What is being asked:
Would you please write out the records below exactly as they appear?

----- Source records

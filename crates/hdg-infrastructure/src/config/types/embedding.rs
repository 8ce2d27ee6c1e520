//! Embedding configuration types

use hdg_application::ports::registry::EmbeddingProviderConfig;
use serde::{Deserialize, Serialize};

use crate::constants::{DEFAULT_EMBEDDING_DIMENSIONS, DEFAULT_EMBEDDING_PROVIDER};

/// Embedding configuration
#[derive(Debug, Clone, PartialEq, Eq, Serialize, Deserialize)]
#[serde(default)]
pub struct EmbeddingConfig {
    /// Vectorize every chunk after chunking
    pub enabled: bool,

    /// Registered provider name
    pub provider: String,

    /// Model name reported on embeddings
    pub model: Option<String>,

    /// Embedding dimensions
    pub dimensions: usize,
}

impl Default for EmbeddingConfig {
    fn default() -> Self {
        Self {
            enabled: false,
            provider: DEFAULT_EMBEDDING_PROVIDER.to_string(),
            model: None,
            dimensions: DEFAULT_EMBEDDING_DIMENSIONS,
        }
    }
}

impl EmbeddingConfig {
    /// Registry lookup configuration for the provider
    pub fn provider_config(&self) -> EmbeddingProviderConfig {
        let config = EmbeddingProviderConfig::new(&self.provider).with_dimensions(self.dimensions);
        match &self.model {
            Some(model) => config.with_model(model),
            None => config,
        }
    }
}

----------

Response:
filename crates/hdg-infrastructure/src/config/types/embedding.rs
repository 8ce2d27ee6c1e520
//! Embedding configuration types

use hdg_application::ports::registry::EmbeddingProviderConfig;
use serde::{Deserialize, Serialize};

use crate::constants::{DEFAULT_EMBEDDING_DIMENSIONS, DEFAULT_EMBEDDING_PROVIDER};

/// Embedding configuration
#[derive(Debug, Clone, PartialEq, Eq, Serialize, Deserialize)]
#[serde(default)]
pub struct EmbeddingConfig {
    /// Vectorize every chunk after chunking
    pub enabled: bool,

    /// Registered provider name
    pub provider: String,

    /// Model name reported on embeddings
    pub model: Option<String>,

    /// Embedding dimensions
    pub dimensions: usize,
}

impl Default for EmbeddingConfig {
    fn default() -> Self {
        Self {
            enabled: false,
            provider: DEFAULT_EMBEDDING_PROVIDER.to_string(),
            model: None,
            dimensions: DEFAULT_EMBEDDING_DIMENSIONS,
        }
    }
}

impl EmbeddingConfig {
    /// Registry lookup configuration for the provider
    pub fn provider_config(&self) -> EmbeddingProviderConfig {
        let config = EmbeddingProviderConfig::new(&self.provider).with_dimensions(self.dimensions);
        match &self.model {
            Some(model) => config.with_model(model),
            None => config,
        }
    }
}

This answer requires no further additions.